Updated

This partial transcript of The Beltway Boys, November 24, 2001 was provided by the Federal Document Clearing House. Click here to order the complete transcript.

MORT KONDRACKE, CO-HOST:  Here's our "Tip Sheet" for next week's action.

Item one: The U.N. will host Afghanistan's four largest ethnic groups in Germany next week to try to hammer out a power-sharing deal.  Will they succeed?

FRED BARNES, CO-HOST :  Hardly -- hard to keep a straight face on that one.  Of course they won't succeed.  They don't agree on much of every -- of anything.  They all want to be the head, even though they represent some small ethnic group.  Why don't they just wait until there's a post-Taliban to try to set up a post-Taliban government?  And when we have a post-Taliban, we need American troops or British troops or NATO troops there on the ground for leverage to make sure they do the right thing.  It's important.

KONDRACKE:  Well, they got to start talking sometime, they may as well start talking in advance.  OK.

Item number two: The U.S.'s new Middle East envoys, retired Marine General Anthony Zinni and U.S. Assistant Secretary of State William Burns go to the Middle East for talks with the Israelis and the Palestinians.

BARNES:  Yes, look, this is window dressing just so the Arab countries will think that the U.S. is really pushing something there.  There is no deal to be made.  You know, in that speech last Monday that Secretary of State Powell gave, he seemed to forget the Camp David summit with Prime Minister -- then-Prime Minister Barak and Arafat and President Clinton, where the greatest deal that the Palestinians could ever hope for was offered to them.

They rejected it.  I mean, there's no deal to be forged now.

KONDRACKE:  Yes, but -- well, that was then, and Powell has to deal with the future, and basically look...

(CROSSTALK)

BARNES:  Forget the past.

KONDRACKE:  ... what we're trying to do --  OK, but what would you try -- what he's basically trying to do is to look busy, you know, saying, We're trying, we're trying...

BARNES:  Yes, look...

KONDRACKE:  ... and if we're going to go after Iraq, it would help that we're at least looking like we're trying to solve the Middle East problem.

BARNES:  OK.

KONDRACKE:  Item three: The National Bureau of Economic Research could officially declare the U.S. in recession next week.

BARNES:  Yes, they will.  We are.

KONDRACKE:  And?

BARNES:  And it feels like it.

KONDRACKE:  Yes.

BARNES:  And, well, you know...

KONDRACKE:  And when are we going to get out?

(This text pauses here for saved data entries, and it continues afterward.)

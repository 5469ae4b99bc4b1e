use thiserror::Error;

#[derive(Error, Debug)]
pub enum K6GenError {
    #[error("OpenAPI spec file not found: {0}")]
    InputNotFound(String),

    #[error("Failed to parse OpenAPI spec: {0}")]
    SpecParseError(String),

    #[error("IO error: {0}")]
    IoError(#[from] std::io::Error),
}

pub type Result<T> = std::result::Result<T, K6GenError>;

BARNES:  Well, that's a big question.  If it's a light recession, then it'll be next spring.  If not, it'll be later.  I think it'll probably be light, but who knows?

KONDRACKE:  And, and it will be -- not be good for the Republicans in the 2002 elections, if it's the second quarter or later.

Item four: President Bush will resume coalition-building efforts next week, meeting with the leaders of Spain and Yemen.

BARNES:  Yes, Spain's fine, but why do you bring the leader from Yemen?  I mean, I remember the USS Cole that was bombed there and, what, 17, 19 American soldiers were killed.  Did Yemen help the investigation to find out exactly who was behind it?  I think they impeded the investigation.

Now we're inviting this over?  What, you know -- what do you talk to this guy about?  Pretend like he's really against terrorism?  I'm tired of this.  I was a -- I think it was wrong for the president when he had that Ramadan dinner last Monday night to invite the PLO representative.  He's not against terrorism.  The representative from Syria, they harbor terrorists like crazy.  He was there.

KONDRACKE:  And Spain, don't forget, is refusing to send over -- to extradite criminals, terrorist criminals, because of the military commission.

BARNES:  Yes, but they arrested them, and they're going to spend a lot of time in jail.

KONDRACKE:  I hope so.

And item five: After a spate of anthrax incidents, mail service to Congress is finally expected to resume next week.

BARNES:  You know, that means these lobbyists that get paid so much actually have to go up there and lobby.  They can't organize these letter-writing campaigns from home because who knows when the letters will ever get there?  That's been the big thing, you know, grass roots -- stir up the grass roots.  And that won't work any more.

KONDRACKE:  Yes, well, the mail's all been irradiated.  I will bet you that there is all...

(CROSSTALK)

KONDRACKE:  ... well, that there is a -- that there is more mail than just the Leahy letter and the Daschle letter.  I think that there have been several other pieces of mail.  Can't prove it, though.

BARNES:  You mean with anthrax.

KONDRACKE:  With anthrax in it.

BARNES:  Yes.

KONDRACKE:  I mean, you know, how else to explain the proliferation of anthrax -- various places, especially even in the Hart Building.  I mean, the Hart Building cannot be simply accounted for by a Daschle letter and a Leahy letter.